**Work item**
This task calls for printing every entry exactly.

=-=-=

//! Terminal event handling.
//!
//! Wraps crossterm's blocking poll in `spawn_blocking` so the event loop
//! can await keyboard input alongside completion messages. A poll
//! timeout surfaces as a `Tick`, which drives periodic state refresh.

use crossterm::event::{self, Event as CrosstermEvent, KeyEvent, KeyEventKind};
use eyre::Result;
use std::time::Duration;

/// Unified terminal event.
#[derive(Debug, Clone)]
pub enum Event {
    /// Keyboard input event
    Key(KeyEvent),
    /// Periodic tick for state refresh
    Tick,
    /// Terminal resize
    Resize(u16, u16),
}

/// Polls crossterm events with a tick interval.
pub struct EventHandler {
    tick_rate: Duration,
}

impl EventHandler {
    pub fn new(tick_rate_ms: u64) -> Self {
        Self {
            tick_rate: Duration::from_millis(tick_rate_ms),
        }
    }

    /// Get the next event; the poll timeout expiring yields a `Tick`.
    ///
    /// Only key presses are reported; release and repeat events fold
    /// into ticks.
    pub async fn next(&self) -> Result<Event> {
        let tick_rate = self.tick_rate;

        let event = tokio::task::spawn_blocking(move || -> Result<Event> {
            if event::poll(tick_rate)? {
                match event::read()? {
                    CrosstermEvent::Key(key) if key.kind == KeyEventKind::Press => {
                        Ok(Event::Key(key))
                    }
                    CrosstermEvent::Resize(w, h) => Ok(Event::Resize(w, h)),
                    _ => Ok(Event::Tick),
                }
            } else {
                Ok(Event::Tick)
            }
        })
        .await??;

        Ok(event)
    }
}

impl Default for EventHandler {
    fn default() -> Self {
        Self::new(250)
    }
}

=-=-=

**Output of the exercise**
//! Terminal event handling.
//!
//! Wraps crossterm's blocking poll in `spawn_blocking` so the event loop
//! can await keyboard input alongside completion messages. A poll
//! timeout surfaces as a `Tick`, which drives periodic state refresh.

use crossterm::event::{self, Event as CrosstermEvent, KeyEvent, KeyEventKind};
use eyre::Result;
use std::time::Duration;

/// Unified terminal event.
#[derive(Debug, Clone)]
pub enum Event {
    /// Keyboard input event
    Key(KeyEvent),
    /// Periodic tick for state refresh
    Tick,
    /// Terminal resize
    Resize(u16, u16),
}

/// Polls crossterm events with a tick interval.
pub struct EventHandler {
    tick_rate: Duration,
}

impl EventHandler {
    pub fn new(tick_rate_ms: u64) -> Self {
        Self {
            tick_rate: Duration::from_millis(tick_rate_ms),
        }
    }

    /// Get the next event; the poll timeout expiring yields a `Tick`.
    ///
    /// Only key presses are reported; release and repeat events fold
    /// into ticks.
    pub async fn next(&self) -> Result<Event> {
        let tick_rate = self.tick_rate;

        let event = tokio::task::spawn_blocking(move || -> Result<Event> {
            if event::poll(tick_rate)? {
                match event::read()? {
                    CrosstermEvent::Key(key) if key.kind == KeyEventKind::Press => {
                        Ok(Event::Key(key))
                    }
                    CrosstermEvent::Resize(w, h) => Ok(Event::Resize(w, h)),
                    _ => Ok(Event::Tick),
                }
            } else {
                Ok(Event::Tick)
            }
        })
        .await??;

        Ok(event)
    }
}

impl Default for EventHandler {
    fn default() -> Self {
        Self::new(250)
    }
}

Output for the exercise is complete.